== Dataset extract ==
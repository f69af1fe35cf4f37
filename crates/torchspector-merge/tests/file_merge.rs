use std::path::{Path, PathBuf};

use torchspector_core::{flatten, load_checkpoint, save_checkpoint, Device, Dtype, Mapping, Tensor, Value};
use torchspector_merge::{ratio_merge, FileLoader, MergeError, RatioMergeConfig};

fn write_checkpoint(dir: &Path, name: &str, entries: &[(&str, Vec<f32>)]) -> PathBuf {
    let checkpoint: Mapping = entries
        .iter()
        .map(|(key, values)| {
            (
                *key,
                Tensor::from_f32(&[values.len()], values.clone()).unwrap(),
            )
        })
        .collect();
    let path = dir.join(name);
    save_checkpoint(&checkpoint, &path).unwrap();
    path
}

fn values(map: &Mapping, key: &str) -> Vec<f32> {
    map.get(key).and_then(Value::as_tensor).unwrap().to_vec()
}

#[test]
fn test_merge_safetensors_files_and_save() {
    let dir = tempfile::tempdir().unwrap();
    let a = write_checkpoint(
        dir.path(),
        "a.safetensors",
        &[("enc.main.w", vec![1.0, 2.0]), ("enc.other.w", vec![5.0])],
    );
    let b = write_checkpoint(
        dir.path(),
        "b.safetensors",
        &[("enc.main.w", vec![3.0, 6.0]), ("enc.other.w", vec![7.0])],
    );

    let no_roots: &[&str] = &[];
    let output = ratio_merge(
        &FileLoader::new(),
        &[&a, &b],
        Some(&[0.25, 0.75][..]),
        &["main"],
        Device::Cpu,
        no_roots,
    )
    .unwrap();

    assert_eq!(output.merged.keys().collect::<Vec<_>>(), vec!["enc.main.w"]);
    assert_eq!(values(&output.merged, "enc.main.w"), vec![2.5, 5.0]);
    assert!(output.warnings.is_empty());

    let out = dir.path().join("merged.safetensors");
    save_checkpoint(&output.merged, &out).unwrap();
    let reloaded = load_checkpoint(&out, &Device::Cpu).unwrap();
    assert_eq!(reloaded, output.merged);
    assert_eq!(
        reloaded.get("enc.main.w").and_then(Value::as_tensor).unwrap().dtype(),
        Dtype::F32
    );
}

#[test]
fn test_merged_output_previews_as_tree() {
    let dir = tempfile::tempdir().unwrap();
    let a = write_checkpoint(dir.path(), "a.safetensors", &[("w", vec![1.0; 4])]);

    let output = ratio_merge(
        &FileLoader::new(),
        &[&a],
        None,
        &[] as &[&str],
        Device::Cpu,
        &["ALL"],
    )
    .unwrap();

    let nodes = flatten(&output.merged);
    assert_eq!(nodes.len(), 1);
    assert_eq!(nodes[0].values, vec!["(4,)".to_string()]);
}

#[test]
fn test_missing_file_fails() {
    let dir = tempfile::tempdir().unwrap();
    let a = write_checkpoint(dir.path(), "a.safetensors", &[("w", vec![1.0])]);
    let missing = dir.path().join("missing.safetensors");

    let err = ratio_merge(
        &FileLoader::new(),
        &[&a, &missing],
        None,
        &[] as &[&str],
        Device::Cpu,
        &[] as &[&str],
    )
    .unwrap_err();
    assert!(matches!(err, MergeError::ModelLoad(_)));
}

#[test]
fn test_config_file_drives_merge() {
    let dir = tempfile::tempdir().unwrap();
    let a = write_checkpoint(dir.path(), "a.safetensors", &[("w", vec![2.0])]);
    let b = write_checkpoint(dir.path(), "b.safetensors", &[("w", vec![4.0])]);

    let yaml = format!(
        "models:\n  - model: {}\n  - model: {}\nroots: [ALL]\n",
        a.display(),
        b.display()
    );
    let config_path = dir.path().join("merge.yaml");
    std::fs::write(&config_path, yaml).unwrap();

    let config = RatioMergeConfig::from_yaml_file(&config_path).unwrap();
    let job = config.to_job().unwrap();
    let output = torchspector_merge::run_ratio_merge(&FileLoader::new(), &job).unwrap();
    assert_eq!(values(&output.merged, "w"), vec![3.0]);
}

== Instructions for the task ==
Output the listing verbatim through the "let path = dir.join(name);" line.

== Response area ==
repository f69af1fe35cf4f37
filename crates/torchspector-merge/tests/file_merge.rs
use std::path::{Path, PathBuf};

use torchspector_core::{flatten, load_checkpoint, save_checkpoint, Device, Dtype, Mapping, Tensor, Value};
use torchspector_merge::{ratio_merge, FileLoader, MergeError, RatioMergeConfig};

fn write_checkpoint(dir: &Path, name: &str, entries: &[(&str, Vec<f32>)]) -> PathBuf {
    let checkpoint: Mapping = entries
        .iter()
        .map(|(key, values)| {
            (
                *key,
                Tensor::from_f32(&[values.len()], values.clone()).unwrap(),
            )
        })
        .collect();
    let path = dir.join(name);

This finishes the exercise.